Pé na Terra

UTOPIA por um Mundo melhor é possível (e urgente). Fazer e acontecer é desafio que nos transforma em atores de uma revolução.

quinta-feira, 17 de fevereiro de 2011

Dacar precisará de retorno

Ane Cruz
Feminista do PT/RS
“As mulheres devem e podem tomar posição em relação à condição que lhes é atribuída.” Awa Thiam,  escritora do Senegal,1978.

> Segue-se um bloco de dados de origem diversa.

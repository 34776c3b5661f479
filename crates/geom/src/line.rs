use crate::scalar::Scalar;
use crate::segment::Segment;
use crate::utils::{min_max, normalized_tangent};
use crate::{point, Box2D, Point, Vector};

use core::ops::Range;

/// A line segment defined by its `from` and `to` end points.
#[derive(Copy, Clone, Debug, PartialEq)]
#[cfg_attr(feature = "serialization", derive(Serialize, Deserialize))]
pub struct LineSegment<S> {
    pub from: Point<S>,
    pub to: Point<S>,
}

impl<S: Scalar> LineSegment<S> {
    /// Sample the segment at t (expecting t between 0 and 1).
    #[inline]
    pub fn sample(&self, t: S) -> Point<S> {
        self.from.lerp(self.to, t)
    }

    /// Sample the x coordinate of the segment at t (expecting t between 0 and 1).
    #[inline]
    pub fn x(&self, t: S) -> S {
        self.from.x * (S::ONE - t) + self.to.x * t
    }

    /// Sample the y coordinate of the segment at t (expecting t between 0 and 1).
    #[inline]
    pub fn y(&self, t: S) -> S {
        self.from.y * (S::ONE - t) + self.to.y * t
    }

    #[inline]
    pub fn from(&self) -> Point<S> {
        self.from
    }

    #[inline]
    pub fn to(&self) -> Point<S> {
        self.to
    }

    /// Returns an inverted version of this segment where the beginning and the end
    /// points are swapped.
    #[inline]
    pub fn flip(&self) -> Self {
        LineSegment {
            from: self.to,
            to: self.from,
        }
    }

    /// Return the sub-segment inside a given range of t.
    ///
    /// This is equivalent to splitting at the range's end points.
    #[inline]
    pub fn split_range(&self, t_range: Range<S>) -> Self {
        LineSegment {
            from: self.from.lerp(self.to, t_range.start),
            to: self.from.lerp(self.to, t_range.end),
        }
    }

    /// Split this curve into two sub-segments.
    #[inline]
    pub fn split(&self, t: S) -> (Self, Self) {
        let split_point = self.sample(t);

        (
            LineSegment {
                from: self.from,
                to: split_point,
            },
            LineSegment {
                from: split_point,
                to: self.to,
            },
        )
    }

    /// Return the segment before the split point.
    #[inline]
    pub fn before_split(&self, t: S) -> Self {
        LineSegment {
            from: self.from,
            to: self.sample(t),
        }
    }

    /// Return the segment after the split point.
    #[inline]
    pub fn after_split(&self, t: S) -> Self {
        LineSegment {
            from: self.sample(t),
            to: self.to,
        }
    }

    pub fn bounding_box(&self) -> Box2D<S> {
        let (min_x, max_x) = self.bounding_range_x();
        let (min_y, max_y) = self.bounding_range_y();

        Box2D {
            min: point(min_x, min_y),
            max: point(max_x, max_y),
        }
    }

    #[inline]
    fn bounding_range_x(&self) -> (S, S) {
        min_max(self.from.x, self.to.x)
    }

    #[inline]
    fn bounding_range_y(&self) -> (S, S) {
        min_max(self.from.y, self.to.y)
    }

    /// Returns the vector between this segment's `from` and `to` points.
    #[inline]
    pub fn to_vector(&self) -> Vector<S> {
        self.to - self.from
    }

    /// Returns the line containing this segment.
    #[inline]
    pub fn to_line(&self) -> Line<S> {
        Line {
            point: self.from,
            vector: self.to - self.from,
        }
    }

    /// Computes the length of this segment.
    #[inline]
    pub fn length(&self) -> S {
        self.to_vector().length()
    }

    #[inline]
    pub fn square_length(&self) -> S {
        self.to_vector().square_length()
    }

    /// Sample the segment's derivative (constant over the segment).
    #[inline]
    pub fn derivative(&self, _t: S) -> Vector<S> {
        self.to_vector()
    }

    #[inline]
    pub fn mid_point(&self) -> Point<S> {
        self.sample(S::HALF)
    }

    #[inline]
    pub fn translated(&self, by: Vector<S>) -> Self {
        LineSegment {
            from: self.from + by,
            to: self.to + by,
        }
    }

    /// Displace the segment perpendicular to its direction of travel.
    ///
    /// Positive distances displace towards the left normal (the direction
    /// `to_vector()` rotated 90° counter-clockwise). Degenerate segments are
    /// returned unchanged since they have no normal.
    pub fn offset(&self, d: S) -> Self {
        let v = self.to_vector();
        if v.square_length() < S::EPSILON * S::EPSILON {
            return *self;
        }

        self.translated(normalized_tangent(v) * d)
    }

    pub fn square_distance_to_point(&self, p: Point<S>) -> S {
        (self.closest_point(p) - p).square_length()
    }

    pub fn distance_to_point(&self, p: Point<S>) -> S {
        self.square_distance_to_point(p).sqrt()
    }

    pub fn closest_point(&self, p: Point<S>) -> Point<S> {
        let v1 = self.to_vector();
        let v2 = p - self.from;
        let t = S::min(S::max(v2.dot(v1) / v1.dot(v1), S::ZERO), S::ONE);

        self.sample(t)
    }

    /// Computes the intersection (if any) between this segment and another one.
    ///
    /// The result is provided in the form of the `t` parameter of each
    /// segment. To get the intersection point, sample one of the segments
    /// at the corresponding value. Segments sharing an end point are not
    /// considered intersecting.
    #[allow(clippy::suspicious_operation_groupings)]
    pub fn intersection_t(&self, other: &Self) -> Option<(S, S)> {
        if self.to == other.to
            || self.from == other.from
            || self.from == other.to
            || self.to == other.from
        {
            return None;
        }

        let v1 = self.to_vector();
        let v2 = other.to_vector();

        let v1_cross_v2 = v1.cross(v2);

        if v1_cross_v2 == S::ZERO {
            // The segments are parallel
            return None;
        }

        let sign_v1_cross_v2 = S::signum(v1_cross_v2);
        let abs_v1_cross_v2 = S::abs(v1_cross_v2);

        let v3 = other.from - self.from;

        // t and u should be divided by v1_cross_v2, but we postpone that to not
        // lose precision. We have to respect the sign of v1_cross_v2 (and
        // therefore t and u) so we apply it now and will use the absolute value
        // of v1_cross_v2 afterwards.
        let t = v3.cross(v2) * sign_v1_cross_v2;
        let u = v3.cross(v1) * sign_v1_cross_v2;

        if t < S::ZERO || t > abs_v1_cross_v2 || u < S::ZERO || u > abs_v1_cross_v2 {
            return None;
        }

        Some((t / abs_v1_cross_v2, u / abs_v1_cross_v2))
    }

    #[inline]
    pub fn intersection(&self, other: &Self) -> Option<Point<S>> {
        self.intersection_t(other).map(|(t, _)| self.sample(t))
    }

    #[inline]
    pub fn intersects(&self, other: &Self) -> bool {
        self.intersection_t(other).is_some()
    }

    /// Compute the length of the segment; the tolerance is unused since a
    /// line segment's exact length is known.
    #[inline]
    pub fn approximate_length(&self, _tolerance: S) -> S {
        self.length()
    }
}

impl<S: Scalar> Segment for LineSegment<S> {
    impl_segment!(S);
}

/// An infinite line defined by a point and a direction vector.
#[derive(Copy, Clone, Debug, PartialEq)]
#[cfg_attr(feature = "serialization", derive(Serialize, Deserialize))]
pub struct Line<S> {
    pub point: Point<S>,
    pub vector: Vector<S>,
}

impl<S: Scalar> Line<S> {
    pub fn intersection(&self, other: &Self) -> Option<Point<S>> {
        let det = self.vector.cross(other.vector);
        if S::abs(det) <= S::EPSILON {
            // The lines are very close to parallel
            return None;
        }
        let inv_det = S::ONE / det;
        let self_p2 = self.point + self.vector;
        let other_p2 = other.point + other.vector;
        let a = self.point.to_vector().cross(self_p2.to_vector());
        let b = other.point.to_vector().cross(other_p2.to_vector());

        Some(point(
            (b * self.vector.x - a * other.vector.x) * inv_det,
            (b * self.vector.y - a * other.vector.y) * inv_det,
        ))
    }

    pub fn signed_distance_to_point(&self, p: &Point<S>) -> S {
        let v1 = self.vector;
        let v2 = *p - self.point;

        (v1.cross(v2)) / v1.length()
    }

    #[inline]
    pub fn distance_to_point(&self, p: &Point<S>) -> S {
        S::abs(self.signed_distance_to_point(p))
    }
}

#[cfg(test)]
fn fuzzy_eq_f32(a: f32, b: f32, epsilon: f32) -> bool {
    (a - b).abs() <= epsilon
}

#[cfg(test)]
fn fuzzy_eq_point(a: Point<f32>, b: Point<f32>, epsilon: f32) -> bool {
    fuzzy_eq_f32(a.x, b.x, epsilon) && fuzzy_eq_f32(a.y, b.y, epsilon)
}

#[test]
fn intersection_simple() {
    let l1 = LineSegment {
        from: point(0.0f32, 0.0),
        to: point(10.0, 0.0),
    };
    let l2 = LineSegment {
        from: point(5.0, -5.0),
        to: point(5.0, 5.0),
    };

    let (t1, t2) = l1.intersection_t(&l2).unwrap();
    assert!(fuzzy_eq_f32(t1, 0.5, 0.0001));
    assert!(fuzzy_eq_f32(t2, 0.5, 0.0001));
    assert!(fuzzy_eq_point(
        l1.sample(t1),
        point(5.0, 0.0),
        0.0001
    ));
}

#[test]
fn intersection_touching() {
    let l1 = LineSegment {
        from: point(0.0f32, 0.0),
        to: point(10.0, 10.0),
    };
    let l2 = LineSegment {
        from: point(10.0, 10.0),
        to: point(10.0, 0.0),
    };

    assert!(!l1.intersects(&l2));
}

#[test]
fn intersection_overlap() {
    // It's hard to define the intersection points of two segments that overlap,
    // (would be a region rather than a point) so we choose to treat
    // overlapping segments as not intersecting.
    let l1 = LineSegment {
        from: point(0.0f32, 0.0),
        to: point(10.0, 0.0),
    };
    let l2 = LineSegment {
        from: point(5.0, 0.0),
        to: point(15.0, 0.0),
    };

    assert!(!l1.intersects(&l2));
}

#[test]
fn offset_left_normal() {
    let l = LineSegment {
        from: point(0.0f32, 0.0),
        to: point(10.0, 0.0),
    };

    let o = l.offset(2.0);
    assert!(fuzzy_eq_point(o.from, point(0.0, 2.0), 0.0001));
    assert!(fuzzy_eq_point(o.to, point(10.0, 2.0), 0.0001));

    // Degenerate segments have no normal to displace along.
    let d = LineSegment {
        from: point(1.0f32, 1.0),
        to: point(1.0, 1.0),
    };
    assert_eq!(d.offset(2.0), d);
}

#[test]
fn split_range_midsection() {
    let l = LineSegment {
        from: point(0.0f32, 0.0),
        to: point(10.0, 0.0),
    };

    let s = l.split_range(0.2..0.7);
    assert!(fuzzy_eq_point(s.from, point(2.0, 0.0), 0.0001));
    assert!(fuzzy_eq_point(s.to, point(7.0, 0.0), 0.0001));
}

#[test]
fn line_signed_distance() {
    let l = Line {
        point: point(0.0f32, 0.0),
        vector: crate::vector(10.0, 0.0),
    };

    assert!(fuzzy_eq_f32(
        l.signed_distance_to_point(&point(3.0, 4.0)),
        4.0,
        0.0001
    ));
    assert!(fuzzy_eq_f32(
        l.signed_distance_to_point(&point(3.0, -4.0)),
        -4.0,
        0.0001
    ));
}
//! Various math tools that are mostly useful for the tessellation crate.

use crate::scalar::{Scalar, Trig};
use crate::{vector, Vector};
use arrayvec::ArrayVec;

#[inline]
pub fn min_max<S: Scalar>(a: S, b: S) -> (S, S) {
    if a < b {
        (a, b)
    } else {
        (b, a)
    }
}

/// Rotate the vector by 90 degrees counter-clockwise (the left normal of a
/// direction of travel, in a y-up coordinate system).
#[inline]
pub fn tangent<S: Scalar>(v: Vector<S>) -> Vector<S> {
    vector(-v.y, v.x)
}

#[inline]
pub fn normalized_tangent<S: Scalar>(v: Vector<S>) -> Vector<S> {
    tangent(v).normalize()
}

/// Angle between vectors v1 and v2 (oriented clockwise assuming y points
/// downwards). The result is a number between 0 and 2*PI.
#[inline]
pub fn directed_angle<S: Scalar>(v1: Vector<S>, v2: Vector<S>) -> S {
    let angle = S::fast_atan2(v2.y, v2.x) - S::fast_atan2(v1.y, v1.x);
    if angle < S::ZERO {
        angle + S::TWO * S::PI()
    } else {
        angle
    }
}

/// Real roots of `a*t² + b*t + c`, in no particular order.
pub fn quadratic_roots<S: Scalar>(a: S, b: S, c: S) -> ArrayVec<S, 2> {
    let mut result = ArrayVec::new();

    if S::abs(a) < S::value(1e-8) {
        if S::abs(b) < S::value(1e-8) {
            return result;
        }
        result.push(-c / b);
        return result;
    }

    let delta = b * b - S::FOUR * a * c;
    if delta > S::ZERO {
        let sqrt_delta = delta.sqrt();
        result.push((-b - sqrt_delta) / (S::TWO * a));
        result.push((-b + sqrt_delta) / (S::TWO * a));
    } else if delta == S::ZERO {
        result.push(-b / (S::TWO * a));
    }

    result
}

#[test]
fn quadratic_roots_simple() {
    // t² - 3t + 2 = (t - 1)(t - 2)
    let roots = quadratic_roots(1.0f32, -3.0, 2.0);
    assert_eq!(roots.len(), 2);
    let (min, max) = min_max(roots[0], roots[1]);
    assert!((min - 1.0).abs() < 1e-5);
    assert!((max - 2.0).abs() < 1e-5);

    // degenerate to linear: 2t - 4
    let roots = quadratic_roots(0.0f32, 2.0, -4.0);
    assert_eq!(roots.len(), 1);
    assert!((roots[0] - 2.0).abs() < 1e-5);

    // no real roots: t² + 1
    assert!(quadratic_roots(1.0f32, 0.0, 1.0).is_empty());
}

            Mais de 120 países desembarcaram em Dacar/Senegal entre os dias 6 e 11 de fevereiro de 2011. Todos estes países protestando "Por um mundo sem fronteiras" e "não à expulsão dos imigrantes, sim à justiça social".
            Começava assim a 11ª edição do Fórum Social Mundial (FSM), eram aproximadamente 20 mil pessoas pela avenida naquele domingo, 6 de fevereiro caminhando com um sol escaldante e escassez de água... no caminho se encontrava muitos brasileiros e brasileiras vindos de toda parte, eram gaúchos, paulistas, cariocas. Parecia mais que estávamos em Belém, quando aconteceu a última edição do FSM no Brasil em 2009 e em todos os idiomas gritavam junto ao povo africano e aos demais povos: “por um mundo mais justo, sem violência e equitativo”.
            O cenário era um imenso e fértil terreno da diversidade social mas sobretudo marcado pela cor negra da pele e pelo modo de vestir. Eram muitos panos coloridos, típicos de um povo africano e que pintavam os mais de três quilômetros percorridos até a Universidade Cheikh Anta Diop de Dacar.
            A língua mais falada no Senegal é wolof, mas era em francês, espanhol, inglês, árabe, português e muitos outros idiomas que os participantes gritavam em voz alta que "outro mundo é possível". Além disso, criticavam também o capitalismo, que eles responsabilizaram pela pobreza de milhões de pessoas no mundo.
No decorrer da caminhada encontrávamos caminhões com alto-falantes com música folclóricas que acompanharam a manifestação, grupos de vários países fizeram os participantes dançarem e transformaram a caminhada mais amena em ritmo de uma verdadeira festa africana.

As mulheres do Senegal
            É habitual ver as mulheres com seus rostos cobertos e suas vestes fechadas dos pés ao pescoço, assim como é “normal” presenciarmos mulheres carregando seus filhos nas costas e saber que mulher não pode sair desacompanhada em via pública. Além disso, é “normal” que em países da África a poligamia masculina é permitida e que atualmente mulheres e meninas venham a morrer ou sofrer seqüelas irreversíveis por conta da castração genital.
            Mas esta história, mesmo que em passos lentos, teima em se modificar. No Senegal, o envolvimento das mulheres para sair da marginalização e da discriminação aconteceu por meio das associações e organizações femininas oriundas da elite intelectual. E as primeiras feministas vieram da Escola Normal das Jovens Mulheres de Rufisque (é desta escola que saíram as primeiras mulheres escritoras do Senegal) e organizaram-se para criar estas associações[1]. E assim foi por muito tempo, a história sendo contada e recriada pelas escritoras, as quais fazem parte das primeiras gerações que, através dos quadros desenhados sobre a sociedade, mostraram, com palavras, o sofrimento vivenciado pelas mulheres na sociedade senegalesa, esta realidade foi mostrada na 11ª Edição do FSM em Dacar.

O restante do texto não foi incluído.